:: Records shown ::

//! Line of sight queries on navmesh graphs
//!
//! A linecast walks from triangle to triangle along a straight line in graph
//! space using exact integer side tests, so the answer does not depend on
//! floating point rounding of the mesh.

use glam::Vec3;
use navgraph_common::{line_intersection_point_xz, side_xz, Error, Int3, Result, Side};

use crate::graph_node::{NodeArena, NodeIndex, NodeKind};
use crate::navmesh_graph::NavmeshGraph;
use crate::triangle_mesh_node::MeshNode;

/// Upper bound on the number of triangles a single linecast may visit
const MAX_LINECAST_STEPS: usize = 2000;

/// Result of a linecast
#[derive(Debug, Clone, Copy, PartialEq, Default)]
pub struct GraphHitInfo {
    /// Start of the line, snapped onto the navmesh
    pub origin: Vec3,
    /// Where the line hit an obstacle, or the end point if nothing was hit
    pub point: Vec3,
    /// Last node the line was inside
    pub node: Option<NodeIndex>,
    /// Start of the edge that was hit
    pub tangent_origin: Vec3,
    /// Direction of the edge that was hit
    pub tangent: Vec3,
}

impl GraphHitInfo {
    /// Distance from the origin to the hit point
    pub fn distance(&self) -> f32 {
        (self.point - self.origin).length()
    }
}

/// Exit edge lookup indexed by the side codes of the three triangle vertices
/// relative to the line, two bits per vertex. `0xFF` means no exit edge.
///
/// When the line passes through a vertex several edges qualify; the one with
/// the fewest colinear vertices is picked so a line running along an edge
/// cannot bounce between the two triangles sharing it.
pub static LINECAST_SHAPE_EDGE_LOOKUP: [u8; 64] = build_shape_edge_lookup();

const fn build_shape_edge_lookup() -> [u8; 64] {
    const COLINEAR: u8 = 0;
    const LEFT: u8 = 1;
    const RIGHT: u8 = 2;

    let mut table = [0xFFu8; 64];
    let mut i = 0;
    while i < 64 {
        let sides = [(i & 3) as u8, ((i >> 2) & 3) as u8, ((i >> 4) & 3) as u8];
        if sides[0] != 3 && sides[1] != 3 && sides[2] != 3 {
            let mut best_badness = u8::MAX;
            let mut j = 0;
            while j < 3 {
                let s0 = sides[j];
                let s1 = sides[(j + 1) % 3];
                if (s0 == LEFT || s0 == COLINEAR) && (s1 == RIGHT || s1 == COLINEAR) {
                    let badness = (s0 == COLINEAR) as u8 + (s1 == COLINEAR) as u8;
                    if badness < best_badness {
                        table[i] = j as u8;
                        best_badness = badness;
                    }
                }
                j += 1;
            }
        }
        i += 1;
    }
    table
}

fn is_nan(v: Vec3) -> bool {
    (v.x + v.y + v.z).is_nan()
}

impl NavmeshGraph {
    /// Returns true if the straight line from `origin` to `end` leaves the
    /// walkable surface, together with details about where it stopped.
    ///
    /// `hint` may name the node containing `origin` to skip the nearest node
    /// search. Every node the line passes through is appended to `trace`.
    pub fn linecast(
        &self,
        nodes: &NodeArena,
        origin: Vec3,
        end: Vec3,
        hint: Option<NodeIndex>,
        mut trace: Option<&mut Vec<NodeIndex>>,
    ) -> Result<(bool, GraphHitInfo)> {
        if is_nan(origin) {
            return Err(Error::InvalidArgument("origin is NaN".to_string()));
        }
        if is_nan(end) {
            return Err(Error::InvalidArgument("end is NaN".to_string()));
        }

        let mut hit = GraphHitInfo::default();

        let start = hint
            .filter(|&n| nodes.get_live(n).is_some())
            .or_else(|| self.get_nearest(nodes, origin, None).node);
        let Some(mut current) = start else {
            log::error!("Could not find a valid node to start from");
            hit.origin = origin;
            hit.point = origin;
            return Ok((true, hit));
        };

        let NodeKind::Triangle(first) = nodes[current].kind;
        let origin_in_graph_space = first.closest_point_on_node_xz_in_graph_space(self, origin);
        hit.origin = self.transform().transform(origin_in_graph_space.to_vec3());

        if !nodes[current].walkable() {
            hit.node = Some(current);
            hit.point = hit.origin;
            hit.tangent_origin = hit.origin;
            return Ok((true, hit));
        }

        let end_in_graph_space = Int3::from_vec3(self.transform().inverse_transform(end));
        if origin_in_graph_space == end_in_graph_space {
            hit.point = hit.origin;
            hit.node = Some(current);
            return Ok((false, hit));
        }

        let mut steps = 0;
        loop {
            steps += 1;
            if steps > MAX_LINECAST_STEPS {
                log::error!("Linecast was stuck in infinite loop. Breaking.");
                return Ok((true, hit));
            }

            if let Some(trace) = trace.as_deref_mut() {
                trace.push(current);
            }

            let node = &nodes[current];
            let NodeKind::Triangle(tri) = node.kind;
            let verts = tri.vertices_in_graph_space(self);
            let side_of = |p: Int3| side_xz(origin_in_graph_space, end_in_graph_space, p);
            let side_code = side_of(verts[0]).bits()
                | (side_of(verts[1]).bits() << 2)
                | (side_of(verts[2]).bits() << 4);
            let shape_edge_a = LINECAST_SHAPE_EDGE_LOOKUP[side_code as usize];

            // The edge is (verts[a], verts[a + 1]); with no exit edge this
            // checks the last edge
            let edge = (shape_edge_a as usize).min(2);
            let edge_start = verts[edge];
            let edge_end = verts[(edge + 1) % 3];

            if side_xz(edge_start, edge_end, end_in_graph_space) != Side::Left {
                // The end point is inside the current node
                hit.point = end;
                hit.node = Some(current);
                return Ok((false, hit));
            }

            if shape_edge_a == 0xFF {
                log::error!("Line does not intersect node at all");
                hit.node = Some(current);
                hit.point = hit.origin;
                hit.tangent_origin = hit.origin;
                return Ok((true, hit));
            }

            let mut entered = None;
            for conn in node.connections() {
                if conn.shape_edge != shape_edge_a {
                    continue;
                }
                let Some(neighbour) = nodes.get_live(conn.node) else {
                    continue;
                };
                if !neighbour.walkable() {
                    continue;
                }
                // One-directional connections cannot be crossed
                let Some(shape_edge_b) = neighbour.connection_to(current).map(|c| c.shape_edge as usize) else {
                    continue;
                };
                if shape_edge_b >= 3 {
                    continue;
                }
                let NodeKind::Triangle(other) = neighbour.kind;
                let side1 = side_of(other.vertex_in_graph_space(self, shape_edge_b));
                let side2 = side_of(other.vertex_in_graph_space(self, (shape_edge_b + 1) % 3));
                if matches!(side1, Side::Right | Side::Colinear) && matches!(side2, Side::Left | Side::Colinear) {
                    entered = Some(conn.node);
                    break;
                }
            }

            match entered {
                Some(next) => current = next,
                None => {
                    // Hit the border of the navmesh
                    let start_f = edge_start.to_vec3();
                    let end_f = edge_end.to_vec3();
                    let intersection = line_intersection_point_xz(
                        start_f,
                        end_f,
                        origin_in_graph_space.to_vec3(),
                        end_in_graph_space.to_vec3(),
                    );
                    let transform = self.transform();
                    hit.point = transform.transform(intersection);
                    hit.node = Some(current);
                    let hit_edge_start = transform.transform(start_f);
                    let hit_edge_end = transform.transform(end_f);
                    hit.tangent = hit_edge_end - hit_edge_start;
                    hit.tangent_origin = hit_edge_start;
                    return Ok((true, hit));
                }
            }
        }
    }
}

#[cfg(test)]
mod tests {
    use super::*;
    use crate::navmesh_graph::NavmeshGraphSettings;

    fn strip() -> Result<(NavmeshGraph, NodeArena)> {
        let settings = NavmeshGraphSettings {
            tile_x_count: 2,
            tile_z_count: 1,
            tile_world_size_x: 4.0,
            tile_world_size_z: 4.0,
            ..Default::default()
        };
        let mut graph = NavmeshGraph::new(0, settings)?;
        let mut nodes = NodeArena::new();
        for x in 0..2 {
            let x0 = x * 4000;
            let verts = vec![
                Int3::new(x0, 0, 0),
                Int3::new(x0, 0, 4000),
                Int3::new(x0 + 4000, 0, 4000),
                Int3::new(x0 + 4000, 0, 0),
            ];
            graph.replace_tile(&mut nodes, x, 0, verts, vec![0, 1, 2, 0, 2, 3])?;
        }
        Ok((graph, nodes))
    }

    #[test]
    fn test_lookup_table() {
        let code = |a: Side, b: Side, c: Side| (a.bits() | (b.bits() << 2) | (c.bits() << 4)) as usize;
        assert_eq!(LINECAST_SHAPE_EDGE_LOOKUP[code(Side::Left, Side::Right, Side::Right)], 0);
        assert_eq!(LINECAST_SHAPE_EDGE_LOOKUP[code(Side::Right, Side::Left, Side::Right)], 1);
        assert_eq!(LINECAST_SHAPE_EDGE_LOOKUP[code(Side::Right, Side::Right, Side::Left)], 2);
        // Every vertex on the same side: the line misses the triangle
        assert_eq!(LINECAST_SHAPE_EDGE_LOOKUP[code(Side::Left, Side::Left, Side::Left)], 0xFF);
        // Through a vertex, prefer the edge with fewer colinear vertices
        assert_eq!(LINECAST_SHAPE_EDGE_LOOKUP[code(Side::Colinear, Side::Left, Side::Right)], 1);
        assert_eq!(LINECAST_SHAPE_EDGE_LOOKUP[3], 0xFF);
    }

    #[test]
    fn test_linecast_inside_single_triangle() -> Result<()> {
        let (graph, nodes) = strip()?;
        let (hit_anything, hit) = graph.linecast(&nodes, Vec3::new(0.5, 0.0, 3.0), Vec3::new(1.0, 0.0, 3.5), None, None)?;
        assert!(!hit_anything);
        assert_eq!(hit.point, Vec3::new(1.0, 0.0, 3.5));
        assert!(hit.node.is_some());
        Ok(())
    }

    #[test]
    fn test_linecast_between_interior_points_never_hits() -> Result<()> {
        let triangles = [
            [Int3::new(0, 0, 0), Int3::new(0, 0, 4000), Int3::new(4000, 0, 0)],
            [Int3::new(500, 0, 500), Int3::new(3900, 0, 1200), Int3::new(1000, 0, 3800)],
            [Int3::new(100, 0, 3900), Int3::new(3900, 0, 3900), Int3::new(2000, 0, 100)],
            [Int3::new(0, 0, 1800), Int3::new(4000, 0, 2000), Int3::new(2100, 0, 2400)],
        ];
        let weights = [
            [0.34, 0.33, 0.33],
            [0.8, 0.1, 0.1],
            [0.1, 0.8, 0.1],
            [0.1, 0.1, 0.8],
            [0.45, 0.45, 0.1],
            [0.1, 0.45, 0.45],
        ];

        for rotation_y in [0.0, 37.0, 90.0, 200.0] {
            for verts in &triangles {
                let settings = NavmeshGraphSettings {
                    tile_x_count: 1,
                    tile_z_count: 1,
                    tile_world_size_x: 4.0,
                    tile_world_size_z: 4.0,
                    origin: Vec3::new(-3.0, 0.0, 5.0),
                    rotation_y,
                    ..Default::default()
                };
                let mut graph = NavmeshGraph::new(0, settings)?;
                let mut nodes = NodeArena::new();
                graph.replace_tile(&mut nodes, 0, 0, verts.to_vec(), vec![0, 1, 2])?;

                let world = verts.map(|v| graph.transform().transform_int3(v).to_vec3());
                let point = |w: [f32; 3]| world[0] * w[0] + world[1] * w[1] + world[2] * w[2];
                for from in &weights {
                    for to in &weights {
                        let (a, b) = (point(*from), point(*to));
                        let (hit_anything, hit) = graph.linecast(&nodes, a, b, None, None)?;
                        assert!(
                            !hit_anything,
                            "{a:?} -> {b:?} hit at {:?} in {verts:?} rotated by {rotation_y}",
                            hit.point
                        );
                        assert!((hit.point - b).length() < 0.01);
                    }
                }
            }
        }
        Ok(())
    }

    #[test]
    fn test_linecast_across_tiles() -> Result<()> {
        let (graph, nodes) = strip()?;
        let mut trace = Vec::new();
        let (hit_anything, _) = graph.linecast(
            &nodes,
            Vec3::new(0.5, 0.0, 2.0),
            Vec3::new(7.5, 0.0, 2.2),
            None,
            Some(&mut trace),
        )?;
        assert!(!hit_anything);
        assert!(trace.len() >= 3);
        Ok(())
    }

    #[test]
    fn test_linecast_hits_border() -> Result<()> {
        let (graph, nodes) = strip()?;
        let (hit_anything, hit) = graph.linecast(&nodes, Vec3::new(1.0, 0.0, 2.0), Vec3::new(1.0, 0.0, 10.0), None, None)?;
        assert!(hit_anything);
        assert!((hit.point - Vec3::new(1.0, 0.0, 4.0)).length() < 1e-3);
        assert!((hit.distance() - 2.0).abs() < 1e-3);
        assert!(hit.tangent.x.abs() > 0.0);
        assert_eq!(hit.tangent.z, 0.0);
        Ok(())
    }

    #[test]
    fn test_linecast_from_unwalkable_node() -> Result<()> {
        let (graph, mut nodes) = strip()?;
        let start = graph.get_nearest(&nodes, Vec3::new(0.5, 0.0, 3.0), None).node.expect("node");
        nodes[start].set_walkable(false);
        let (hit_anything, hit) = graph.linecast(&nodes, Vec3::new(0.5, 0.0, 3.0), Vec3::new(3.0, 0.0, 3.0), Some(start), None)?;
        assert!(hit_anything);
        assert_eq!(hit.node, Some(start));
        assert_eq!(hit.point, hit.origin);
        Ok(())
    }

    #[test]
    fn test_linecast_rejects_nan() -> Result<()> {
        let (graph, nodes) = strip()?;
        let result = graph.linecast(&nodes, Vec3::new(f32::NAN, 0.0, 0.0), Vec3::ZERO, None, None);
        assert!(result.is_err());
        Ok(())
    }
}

:::

[Prompt]: For every line above that holds the word "along", report the whole line.

[Reply]:
//! A linecast walks from triangle to triangle along a straight line in graph
/// the fewest colinear vertices is picked so a line running along an edge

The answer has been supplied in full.